Таадс рассмеялся, покачиваясь из стороны в сторону, синий человек-маятник, который отсчитывал время до той незримой пока минуты, когда его циферблат растает и утечет туда, где уже нет никаких цифр. Он больше не смотрел на Инни и выглядел почти счастливым — артист после спектакля. Публика медленно отворила дверь. Уличный шум, столь неуместный в этом помещении, ворвался внутрь, но Таадс и головы не поднял. Дверь закрылась с сосущим звуком, точно едва ли не весь воздух устремился следом за Инни наружу, где буйствовала анархическая свобода амстердамского дня. Перед аукционом нужно принять душ. К Таадсу он до поры до времени ходить не станет.
8
Инни не знал, было ли виной тому его католическое прошлое, только получилось все иначе. Не слишком часто, но регулярно он, по собственному его выражению, совершал паломничества в горный монастырь.

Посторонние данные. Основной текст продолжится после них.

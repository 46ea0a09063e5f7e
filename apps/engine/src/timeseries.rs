// [apps/engine/src/timeseries.rs]
//! `Calculator<D, T, P>` needs one concrete `TimeSeriesRepository`
//! type; this engine configures exactly one of the two concrete
//! implementations at startup depending on `TIME_SERIES_CSV_PATH`, so
//! this enum just forwards to whichever is active.

use chrono::NaiveDate;
use wbe_infra_timeseries::{CsvTimeSeriesRepository, InMemoryTimeSeriesRepository, TimeSeriesRepository};

pub enum EngineTimeSeries {
    Csv(CsvTimeSeriesRepository),
    InMemory(InMemoryTimeSeriesRepository),
}

impl TimeSeriesRepository for EngineTimeSeries {
    fn get_value(&self, date: NaiveDate, field: &str) -> Option<f64> {
        match self {
            EngineTimeSeries::Csv(repo) => repo.get_value(date, field),
            EngineTimeSeries::InMemory(repo) => repo.get_value(date, field),
        }
    }

    fn get_value_for_facility(&self, date: NaiveDate, field: &str, facility_code: &str) -> Option<f64> {
        match self {
            EngineTimeSeries::Csv(repo) => repo.get_value_for_facility(date, field, facility_code),
            EngineTimeSeries::InMemory(repo) => repo.get_value_for_facility(date, field, facility_code),
        }
    }

    fn get_latest_date(&self) -> Option<NaiveDate> {
        match self {
            EngineTimeSeries::Csv(repo) => repo.get_latest_date(),
            EngineTimeSeries::InMemory(repo) => repo.get_latest_date(),
        }
    }

    fn current_source_path(&self) -> String {
        match self {
            EngineTimeSeries::Csv(repo) => repo.current_source_path(),
            EngineTimeSeries::InMemory(repo) => repo.current_source_path(),
        }
    }
}
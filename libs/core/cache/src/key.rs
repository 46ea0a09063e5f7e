// [libs/core/cache/src/key.rs]
//! The Balance cache is keyed by the Calculator's semantic inputs,
//! not by an opaque hash of the whole call. `ore_tonnes` is
//! an `Option<f64>`, so it is folded into a bit pattern to keep the
//! key `Eq + Hash`.

use chrono::NaiveDate;

#[derive(Debug, Clone, Copy, PartialEq, Eq, Hash)]
pub struct BalanceKey {
    date: NaiveDate,
    ore_tonnes_bits: Option<u64>,
}

impl BalanceKey {
    pub fn new(date: NaiveDate, ore_tonnes: Option<f64>) -> Self {
        Self {
            date,
            ore_tonnes_bits: ore_tonnes.map(f64::to_bits),
        }
    }

    pub fn date(&self) -> NaiveDate {
        self.date
    }
}
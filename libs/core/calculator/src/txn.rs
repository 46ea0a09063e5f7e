// [libs/core/calculator/src/txn.rs]
//! Small transactional helper replacing the exceptions-as-control-flow
//! pattern used around balance overwrite. Runs `action`; if it
//! fails, runs `undo` and surfaces the
//! original error — `undo` failing is reported distinctly so callers
//! know facility volumes may now be inconsistent.

pub fn with_rollback<T, E>(
    action: impl FnOnce() -> Result<T, E>,
    undo: impl FnOnce() -> Result<(), E>,
) -> Result<T, (E, Option<E>)> {
    match action() {
        Ok(value) => Ok(value),
        Err(action_error) => match undo() {
            Ok(()) => Err((action_error, None)),
            Err(undo_error) => Err((action_error, Some(undo_error))),
        },
    }
}

#[cfg(test)]
mod tests {
    use super::*;

    #[test]
    fn success_never_invokes_undo() {
        let mut undo_called = false;
        let result: Result<i32, (&str, Option<&str>)> =
            with_rollback(|| Ok::<i32, &str>(42), || {
                undo_called = true;
                Ok(())
            });
        assert_eq!(result.unwrap(), 42);
        assert!(!undo_called);
    }

    #[test]
    fn failure_runs_undo_and_reports_both() {
        let result = with_rollback(|| Err::<i32, &str>("save failed"), || Ok(()));
        assert_eq!(result.unwrap_err(), ("save failed", None));
    }

    #[test]
    fn undo_failure_is_reported_alongside_the_original_error() {
        let result = with_rollback(|| Err::<i32, &str>("save failed"), || Err("rollback failed"));
        assert_eq!(result.unwrap_err(), ("save failed", Some("rollback failed")));
    }
}
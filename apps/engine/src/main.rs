// [apps/engine/src/main.rs]
/*!
 * APARATO: ENGINE CLI ENTRY POINT
 * RESPONSABILIDAD: SUPERFICIE OPERATIVA DEL MOTOR DE BALANCE HIDRICO
 *
 * A thin clap-derive shell over `wbe_engine::Engine`: every
 * subcommand builds the engine, performs one operation, and exits.
 * There is no long-lived server here — the license ticker is spawned
 * only for subcommands that need continuous revalidation.
 */

use std::sync::Arc;

use clap::{Parser, Subcommand};
use dotenvy::dotenv;
use tracing::{error, info, warn};
use wbe_engine::config::{observed_hardware, EngineConfig};
use wbe_engine::Engine;

#[derive(Parser)]
#[command(name = "wbe-engine", about = "Monthly water mass balance engine for a mining operation")]
struct Cli {
    #[command(subcommand)]
    command: Command,
}

#[derive(Subcommand)]
enum Command {
    /// Computes the monthly balance for a given date.
    Calculate {
        #[arg(long)]
        date: chrono::NaiveDate,
        #[arg(long)]
        ore_tonnes: Option<f64>,
        /// Persists the computed balance after printing it.
        #[arg(long)]
        save: bool,
    },
    /// Prints the pump transfers the policy would propose for a date.
    ProposeTransfers {
        #[arg(long)]
        date: chrono::NaiveDate,
    },
    /// Proposes and applies pump transfers for a date.
    ApplyTransfers {
        #[arg(long)]
        date: chrono::NaiveDate,
        #[arg(long)]
        actor: String,
        /// Restricts application to these pilot area codes; omit for global scope.
        #[arg(long, value_delimiter = ',')]
        pilot_areas: Option<Vec<String>>,
    },
    #[command(subcommand)]
    License(LicenseCommand),
    /// Runs the license ticker in the foreground until interrupted,
    /// revalidating on its configured cadence.
    Watch,
}

#[derive(Subcommand)]
enum LicenseCommand {
    /// Activates a license key against this machine's hardware fingerprint.
    Activate {
        #[arg(long)]
        key: String,
        #[arg(long)]
        name: Option<String>,
        #[arg(long)]
        email: Option<String>,
    },
    /// Prints the current locally-cached license state.
    Status,
    /// Forces an online revalidation check.
    Check,
}

fn main() -> anyhow::Result<()> {
    dotenv().ok();
    wbe_shared_telemetry::init_tracing("wbe_engine");

    let runtime = tokio::runtime::Builder::new_multi_thread()
        .enable_all()
        .thread_stack_size(4 * 1024 * 1024)
        .build()?;

    runtime.block_on(run())
}

async fn run() -> anyhow::Result<()> {
    let cli = Cli::parse();
    let config = EngineConfig::from_env()?;
    let engine = Engine::bootstrap(&config).await?;

    match cli.command {
        Command::Calculate { date, ore_tonnes, save } => {
            let balance = engine.calculator.calculate(date, ore_tonnes)?;
            info!("📊 [CALCULATE]: {}", balance.summary_line());
            println!("{}", serde_json::to_string_pretty(&balance)?);

            if save {
                let calc_id = engine.calculator.save(&balance)?;
                info!("💾 [CALCULATE]: persisted as calc_id={}", calc_id);
            }
        }

        Command::ProposeTransfers { date } => {
            let facilities = engine.store.facilities();
            let transfers = wbe_domain_pump_transfer::propose_transfers(date, &facilities);
            info!("🚰 [PROPOSE]: {} candidate transfer(s) for {}", transfers.len(), date);
            println!("{}", serde_json::to_string_pretty(&transfers)?);
        }

        Command::ApplyTransfers { date, actor, pilot_areas } => {
            let facilities = engine.store.facilities();
            let transfers = wbe_domain_pump_transfer::propose_transfers(date, &facilities);
            let gating = match pilot_areas {
                Some(areas) => wbe_domain_pump_transfer::PilotGating::pilot_area(areas),
                None => wbe_domain_pump_transfer::PilotGating::global(),
            };
            let applied = engine.pump_transfer.apply_transfers(&transfers, &actor, &gating)?;
            info!("🚰 [APPLY]: {}/{} transfer(s) applied by '{}'", applied, transfers.len(), actor);
        }

        Command::License(license_command) => run_license_command(&engine, license_command).await?,

        Command::Watch => run_watch(&engine).await?,
    }

    Ok(())
}

/// The one long-running path in this binary: hosts the license ticker
/// until the host asks us to stop, so GRACE_OFFLINE recovery and
/// revoke-within-one-tick actually have a clock to run against.
async fn run_watch(engine: &Engine) -> anyhow::Result<()> {
    let hw = observed_hardware();
    let initial_state = match engine.license_manager.validate_startup(&hw).await {
        Ok(state) => state,
        Err(fault) => {
            error!("❌ [WATCH]: startup validation failed: {}", fault);
            return Err(anyhow::anyhow!(fault));
        }
    };
    info!("🕰️ [WATCH]: license ticker starting, initial state={:?}", initial_state);

    let ticker = wbe_domain_license::spawn_ticker(Arc::clone(&engine.license_manager), hw, initial_state);
    let mut state_rx = ticker.state_rx.clone();

    let watcher = tokio::spawn(async move {
        while state_rx.changed().await.is_ok() {
            info!("🕰️ [WATCH]: license state transitioned to {:?}", *state_rx.borrow());
        }
    });

    if tokio::signal::ctrl_c().await.is_ok() {
        warn!("⚠️ [WATCH]: termination requested by host, stopping license ticker.");
    }

    ticker.shutdown().await;
    watcher.abort();

    Ok(())
}

async fn run_license_command(engine: &Engine, command: LicenseCommand) -> anyhow::Result<()> {
    let hw = observed_hardware();

    match command {
        LicenseCommand::Activate { key, name, email } => {
            let user_info = wbe_domain_license::UserInfo { licensee_name: name, licensee_email: email };
            match engine.license_manager.activate(&key, &hw, user_info).await {
                Ok(state) => info!("🔑 [LICENSE]: activation result {:?}", state),
                Err(fault) => {
                    error!("❌ [LICENSE]: activation failed: {}", fault);
                    return Err(anyhow::anyhow!(fault));
                }
            }
        }

        LicenseCommand::Status => {
            let snapshot = engine.license_manager.status_snapshot(Some(&hw));
            println!(
                "state={:?} tier={:?} expiry={:?} days_remaining={:?} transfers={} hw_match={:?}",
                snapshot.state,
                snapshot.tier,
                snapshot.expiry_date,
                snapshot.days_remaining,
                snapshot.transfer_count,
                snapshot.hardware_match_score
            );
        }

        LicenseCommand::Check => match engine.license_manager.check(&hw).await {
            Ok(state) => info!("🔁 [LICENSE]: check complete, state={:?}", state),
            Err(fault) => {
                error!("❌ [LICENSE]: check failed: {}", fault);
                return Err(anyhow::anyhow!(fault));
            }
        },
    }

    Ok(())
}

Это давало ему приятное ощущение постоянства. Таадс всегда был дома и о самоубийстве больше не заговаривал, так что Инни начал думать, что одинокий затворник решил совместить добровольную смерть со смертью естественной. Семидесятые годы медленно катились сквозь время, мир — равно как и он сам, и город, где он жил, — словно бы медленно распадался.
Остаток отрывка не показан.